I'm sitting next to this guy at the bar. I wrote him a little song in my head it goes "there is no fucking chance you're getting in my pants" gonna sing it to him after he buys me another drink.
she always made me post sex PB&Js it was like fucking a trashier Martha Stewart
Never have I ever before welcomed her period with such enthusiasm. She was starting to pick out baby names. She got me "What to Expect When You're Expecting."
i have one question about last night
if this is about your fridge being filled with hotdogs, sour cream, and PB&J open-faced sandwiches, i can explain
Everytime I see a couple on campus walking and holding hands I just want to yell he's gonna lie!
Hu mahhiw im so tired.i just got done. In fo dleepu. Aaaaaaahh. I qisj my mom filmed me. In axtunf so funny
Does the blue bra belong to your sister or cousin?
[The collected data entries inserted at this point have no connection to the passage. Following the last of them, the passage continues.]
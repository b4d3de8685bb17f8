use actix_web::{
    error::ResponseError,
    http::{header::ContentType, StatusCode},
    HttpResponse,
};
use dukkan_engine::LedgerError;
use thiserror::Error;

#[derive(Debug, Error)]
pub enum ServerError {
    #[error("Could not initialize server. {0}")]
    InitializeError(String),
    #[error("An error occurred on the backend of the server. {0}")]
    BackendError(String),
    #[error("Could not read request body: {0}")]
    InvalidRequestBody(String),
    #[error("An I/O error happened in the server. {0}")]
    IOError(#[from] std::io::Error),
    #[error("Invalid server configuration. {0}")]
    ConfigurationError(String),
    #[error("UnspecifiedError. {0}")]
    Unspecified(String),
    #[error("Authentication Error. {0}")]
    AuthenticationError(#[from] AuthError),
    #[error("The data was not found. {0}")]
    NoRecordFound(String),
    #[error("The request conflicts with the current state. {0}")]
    Conflict(String),
}

impl ResponseError for ServerError {
    fn status_code(&self) -> StatusCode {
        match self {
            Self::InvalidRequestBody(_) => StatusCode::BAD_REQUEST,
            Self::AuthenticationError(e) => match e {
                AuthError::InsufficientPermissions(_) => StatusCode::FORBIDDEN,
                AuthError::ValidationError(_) => StatusCode::UNAUTHORIZED,
                AuthError::MissingCredentials => StatusCode::UNAUTHORIZED,
                AuthError::PoorlyFormattedToken(_) => StatusCode::BAD_REQUEST,
            },
            Self::InitializeError(_) => StatusCode::INTERNAL_SERVER_ERROR,
            Self::BackendError(_) => StatusCode::INTERNAL_SERVER_ERROR,
            Self::IOError(_) => StatusCode::INTERNAL_SERVER_ERROR,
            Self::ConfigurationError(_) => StatusCode::INTERNAL_SERVER_ERROR,
            Self::Unspecified(_) => StatusCode::INTERNAL_SERVER_ERROR,
            Self::NoRecordFound(_) => StatusCode::NOT_FOUND,
            Self::Conflict(_) => StatusCode::CONFLICT,
        }
    }

    fn error_response(&self) -> HttpResponse {
        HttpResponse::build(self.status_code())
            .insert_header(ContentType::json())
            .body(serde_json::json!({ "error": self.to_string() }).to_string())
    }
}

#[derive(Debug, Clone, Error)]
pub enum AuthError {
    #[error("Insufficient Permissions. {0}")]
    InsufficientPermissions(String),
    #[error("Access token signature is invalid. {0}")]
    ValidationError(String),
    #[error("No credentials were supplied with the request.")]
    MissingCredentials,
    #[error("Access token is not in the correct format. {0}")]
    PoorlyFormattedToken(String),
}

impl From<LedgerError> for ServerError {
    fn from(e: LedgerError) -> Self {
        match &e {
            LedgerError::ProductNotFound(_) |
            LedgerError::OrderNotFound(_) |
            LedgerError::CartNotFound(_) |
            LedgerError::ItemNotFound { .. } |
            LedgerError::PaymentNotFound(_) |
            LedgerError::PaymentOrderMismatch { .. } => Self::NoRecordFound(e.to_string()),
            LedgerError::EmptyCart(_) |
            LedgerError::EmptyOrderRequest |
            LedgerError::InvalidQuantity(_) |
            LedgerError::InvalidReference(_) => Self::InvalidRequestBody(e.to_string()),
            LedgerError::PaymentStatusRegression(_) => Self::Conflict(e.to_string()),
            LedgerError::DatabaseError(_) => Self::BackendError(e.to_string()),
        }
    }
}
Bro I am trying to have one night stands nothing more, unless she is baking waffles I can eat out of her butthole I am not interested
I just peed in a flower pot on the veranda while crying and holding a drink
He can spot Burberry from half a bar away. He's not into vag
He has a baby picture of himself on the night stand. I don't think this whole 'one night stand' thing is for me.
I can't. I'm going camping this weekend. I do have a life outside of your dick.
Her cop pants made me imagine I was riding a unicorn and by unicorn I mean her face
Can we be gay Bert and Ernie for Halloween?
You know youre getting old when you I.D. the person trying to take you home to be sure they're over 25. Help me.